简体   繁体   English

解析链接时无法继续单击下一页按钮

[英]Can't keep clicking on the next page button while parsing the links

I've written a script in python in combination with selenium to click on the search button to populate results and then parse different links from class ya_result-item from its landing page and then keep clicking on the next page button while parsing the links from other pages until there is no more button left to click. 我用python与硒结合编写了一个脚本,单击“ search按钮以填充结果,然后从其登录页面解析ya_result-item类的不同链接,然后继续单击下一页按钮,同时解析其他链接直到没有更多按钮可点击为止。

However, my script can parse the links from it's first page only and click on the next page button once but then gets stuck. 但是,我的脚本只能解析第一页中的链接,然后单击下一页按钮一次,但随后卡住了。

website link 网站连结

How can I make my script keep clicking on the next page button while parsing the links? 在解析链接时,如何使脚本继续单击下一页按钮?

This is my try: 这是我的尝试:

from selenium import webdriver
from selenium.webdriver.common.by import By
from selenium.webdriver.support.ui import WebDriverWait
from selenium.webdriver.support import expected_conditions as EC

url = "https://www.yogaalliance.org/Directory?Type=School"

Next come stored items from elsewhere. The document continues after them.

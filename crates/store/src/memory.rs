use std::collections::{BTreeMap, HashMap};
use std::sync::{Arc, RwLock as StdRwLock};

use async_trait::async_trait;
use chrono::Utc;
use common::{CustomerId, OrderId, OrderLineId, PaymentId, ProductId, ShipmentId};
use domain::{
    Customer, IdempotencyKey, NewCustomer, NewOrder, NewOrderLine, NewPayment, NewShipment, Order,
    OrderLine, OrderStatus, OrderSummary, Payment, Product, Shipment, normalize_email,
};
use tokio::sync::RwLock;

use crate::{
    Result, StoreError,
    traits::{CustomerStore, OrderBundle, OrderStore, ProductCatalog, TransactionalOrderStore},
};

#[derive(Debug, Default)]
struct State {
    products: BTreeMap<ProductId, Product>,
    customers: HashMap<CustomerId, Customer>,
    orders: Vec<Order>,
    lines: Vec<OrderLine>,
    payments: Vec<Payment>,
    shipments: Vec<Shipment>,
}

#[derive(Debug, Default, Clone, Copy)]
struct Failures {
    insert_order: bool,
    insert_lines: bool,
    insert_payment: bool,
    insert_shipment: bool,
    customer_lookup: bool,
}

/// In-memory store for tests and for running the API without a database.
///
/// Clones share state. Individual writes can be made to fail to exercise
/// partial checkouts.
#[derive(Debug, Clone, Default)]
pub struct InMemoryStore {
    state: Arc<RwLock<State>>,
    failures: Arc<StdRwLock<Failures>>,
}

impl InMemoryStore {
    pub fn new() -> Self {
        Self::default()
    }

    /// Creates a store whose catalog holds `products`.
    pub fn with_products(products: impl IntoIterator<Item = Product>) -> Self {
        let state = State {
            products: products.into_iter().map(|p| (p.id.clone(), p)).collect(),
            ..State::default()
        };
        Self {
            state: Arc::new(RwLock::new(state)),
            failures: Arc::default(),
        }
    }

    /// Adds or replaces a catalog product.
    pub async fn upsert_product(&self, product: Product) {
        self.state
            .write()
            .await
            .products
            .insert(product.id.clone(), product);
    }

    /// Configures order inserts to fail.
    pub fn set_fail_on_insert_order(&self, fail: bool) {
        self.configure(|f| f.insert_order = fail);
    }

    /// Configures order line inserts to fail.
    pub fn set_fail_on_insert_lines(&self, fail: bool) {
        self.configure(|f| f.insert_lines = fail);
    }

    /// Configures payment inserts to fail.
    pub fn set_fail_on_insert_payment(&self, fail: bool) {
        self.configure(|f| f.insert_payment = fail);
    }

    /// Configures shipment inserts to fail.
    pub fn set_fail_on_insert_shipment(&self, fail: bool) {
        self.configure(|f| f.insert_shipment = fail);
    }

    /// Configures customer reads to fail.
    pub fn set_fail_on_customer_lookup(&self, fail: bool) {
        self.configure(|f| f.customer_lookup = fail);
    }

    pub async fn order_count(&self) -> usize {
        self.state.read().await.orders.len()
    }

    pub async fn line_count(&self) -> usize {
        self.state.read().await.lines.len()
    }

    pub async fn payment_count(&self) -> usize {
        self.state.read().await.payments.len()
    }

    pub async fn shipment_count(&self) -> usize {
        self.state.read().await.shipments.len()
    }

    fn configure(&self, apply: impl FnOnce(&mut Failures)) {
        if let Ok(mut failures) = self.failures.write() {
            apply(&mut failures);
        }
    }

    fn failures(&self) -> Failures {
        self.failures.read().map(|f| *f).unwrap_or_default()
    }

    fn check(fail: bool, what: &str) -> Result<()> {
        if fail {
            return Err(StoreError::Unavailable(format!("{what} rejected")));
        }
        Ok(())
    }

    fn push_order(state: &mut State, new: NewOrder) -> Result<Order> {
        if let Some(key) = &new.idempotency_key
            && state
                .orders
                .iter()
                .any(|o| o.idempotency_key.as_ref() == Some(key))
        {
            return Err(StoreError::Conflict(format!("idempotency key {key} already used")));
        }
        let order = new.into_order(OrderId::new(), Utc::now());
        state.orders.push(order.clone());
        Ok(order)
    }

    fn push_payment(state: &mut State, new: NewPayment) -> Result<Payment> {
        if state.payments.iter().any(|p| p.order_id == new.order_id) {
            return Err(StoreError::Conflict(format!(
                "payment for order {} already exists",
                new.order_id
            )));
        }
        let payment = new.into_payment(PaymentId::new(), Utc::now());
        state.payments.push(payment.clone());
        Ok(payment)
    }

    fn push_shipment(state: &mut State, new: NewShipment) -> Result<Shipment> {
        if state.shipments.iter().any(|s| s.order_id == new.order_id) {
            return Err(StoreError::Conflict(format!(
                "shipment for order {} already exists",
                new.order_id
            )));
        }
        let shipment = new.into_shipment(ShipmentId::new());
        state.shipments.push(shipment.clone());
        Ok(shipment)
    }
}

#[async_trait]
impl ProductCatalog for InMemoryStore {
    async fn get_product(&self, id: &ProductId) -> Result<Option<Product>> {
        Ok(self.state.read().await.products.get(id).cloned())
    }

    async fn get_products(&self, ids: &[ProductId]) -> Result<Vec<Product>> {
        let state = self.state.read().await;
        Ok(ids
            .iter()
            .filter_map(|id| state.products.get(id).cloned())
            .collect())
    }

    async fn list_products(&self) -> Result<Vec<Product>> {
        Ok(self.state.read().await.products.values().cloned().collect())
    }
}

#[async_trait]
impl CustomerStore for InMemoryStore {
    async fn get_customer(&self, id: CustomerId) -> Result<Option<Customer>> {
        Self::check(self.failures().customer_lookup, "customer lookup")?;
        Ok(self.state.read().await.customers.get(&id).cloned())
    }

    async fn find_customer_by_email(&self, email: &str) -> Result<Option<Customer>> {
        Self::check(self.failures().customer_lookup, "customer lookup")?;
        let email = normalize_email(email);
        Ok(self
            .state
            .read()
            .await
            .customers
            .values()
            .find(|c| c.email == email)
            .cloned())
    }

    async fn insert_customer(&self, customer: NewCustomer) -> Result<Customer> {
        let mut state = self.state.write().await;
        if state.customers.values().any(|c| c.email == customer.email) {
            return Err(StoreError::Conflict(format!(
                "customer with email {} already exists",
                customer.email
            )));
        }
        let customer = customer.into_customer(CustomerId::new());
        state.customers.insert(customer.id, customer.clone());
        Ok(customer)
    }
}

#[async_trait]
impl OrderStore for InMemoryStore {
    async fn insert_order(&self, order: NewOrder) -> Result<Order> {
        Self::check(self.failures().insert_order, "order insert")?;
        let mut state = self.state.write().await;
        Self::push_order(&mut state, order)
    }

    async fn insert_order_lines(&self, lines: Vec<NewOrderLine>) -> Result<Vec<OrderLine>> {
        Self::check(self.failures().insert_lines, "order line insert")?;
        let mut state = self.state.write().await;
        if let Some(dup) = lines.iter().find(|new| {
            state
                .lines
                .iter()
                .any(|l| l.order_id == new.order_id && l.product_id == new.product_id)
        }) {
            return Err(StoreError::Conflict(format!(
                "order {} already has a line for {}",
                dup.order_id, dup.product_id
            )));
        }
        let inserted: Vec<OrderLine> = lines
            .into_iter()
            .map(|l| l.into_line(OrderLineId::new()))
            .collect();
        state.lines.extend(inserted.iter().cloned());
        Ok(inserted)
    }

    async fn insert_payment(&self, payment: NewPayment) -> Result<Payment> {
        Self::check(self.failures().insert_payment, "payment insert")?;
        let mut state = self.state.write().await;
        Self::push_payment(&mut state, payment)
    }

    async fn insert_shipment(&self, shipment: NewShipment) -> Result<Shipment> {
        Self::check(self.failures().insert_shipment, "shipment insert")?;
        let mut state = self.state.write().await;
        Self::push_shipment(&mut state, shipment)
    }

    async fn get_order(&self, id: OrderId) -> Result<Option<Order>> {
        Ok(self
            .state
            .read()
            .await
            .orders
            .iter()
            .find(|o| o.id == id)
            .cloned())
    }

    async fn order_lines(&self, order_id: OrderId) -> Result<Vec<OrderLine>> {
        Ok(self
            .state
            .read()
            .await
            .lines
            .iter()
            .filter(|l| l.order_id == order_id)
            .cloned()
            .collect())
    }

    async fn payment_for_order(&self, order_id: OrderId) -> Result<Option<Payment>> {
        Ok(self
            .state
            .read()
            .await
            .payments
            .iter()
            .find(|p| p.order_id == order_id)
            .cloned())
    }

    async fn shipment_for_order(&self, order_id: OrderId) -> Result<Option<Shipment>> {
        Ok(self
            .state
            .read()
            .await
            .shipments
            .iter()
            .find(|s| s.order_id == order_id)
            .cloned())
    }

    async fn find_order_by_idempotency_key(&self, key: &IdempotencyKey) -> Result<Option<Order>> {
        Ok(self
            .state
            .read()
            .await
            .orders
            .iter()
            .find(|o| o.idempotency_key.as_ref() == Some(key))
            .cloned())
    }

    async fn update_order_status(&self, id: OrderId, status: OrderStatus) -> Result<Order> {
        let mut state = self.state.write().await;
        let order = state
            .orders
            .iter_mut()
            .find(|o| o.id == id)
            .ok_or_else(|| StoreError::not_found("order", id))?;
        order.status = status;
        Ok(order.clone())
    }

    async fn order_summaries(&self, customer_id: Option<CustomerId>) -> Result<Vec<OrderSummary>> {
        let state = self.state.read().await;
        // Reverse insertion order first so equal timestamps still list the
        // newest order first after the stable sort.
        let mut summaries: Vec<OrderSummary> = state
            .orders
            .iter()
            .rev()
            .filter(|o| customer_id.is_none_or(|c| o.customer_id == c))
            .map(|o| {
                let payment = state.payments.iter().find(|p| p.order_id == o.id);
                let shipment = state.shipments.iter().find(|s| s.order_id == o.id);
                OrderSummary {
                    order_id: o.id,
                    customer_id: o.customer_id,
                    customer_name: state.customers.get(&o.customer_id).map(|c| c.name.clone()),
                    order_date: o.order_date,
                    order_status: o.status,
                    total_amount: o.total_amount,
                    payment_status: payment.map(|p| p.status),
                    shipment_status: shipment.map(|s| s.status),
                    tracking_number: shipment.map(|s| s.tracking_number.clone()),
                }
            })
            .collect();
        summaries.sort_by(|a, b| b.order_date.cmp(&a.order_date));
        Ok(summaries)
    }
}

def get_page_content(driver,link):
    driver.get(link)
    wait.until(EC.presence_of_element_located((By.CSS_SELECTOR, "a.ya_directory-search-button"))).click()
    while True:
        for item in wait.until(EC.presence_of_all_elements_located((By.CSS_SELECTOR, "[id^='ya_result-item'] a[href^='/SchoolPublicProfile']"))):
            print(item.get_attribute("href"))

        try:
            wait.until(EC.presence_of_element_located((By.CSS_SELECTOR, "a[title*='next page']"))).click()
            wait.until(EC.staleness_of(item))
        except Exception:break

if __name__ == '__main__':
    driver = webdriver.Chrome()
    wait = WebDriverWait(driver,10)
    get_page_content(driver,url)

I printed out the Exception and it says that the Element is not clickable. 我打印出异常,它说元素不可单击。 Instead of clicking on it, an alternative is to use send_keys("\\n") to emulate the link click. 除了点击它,还可以使用send_keys("\\n")模拟链接点击。

wait.until(EC.presence_of_element_located((By.CSS_SELECTOR, "a[title*='next page']"))).send_keys("\n")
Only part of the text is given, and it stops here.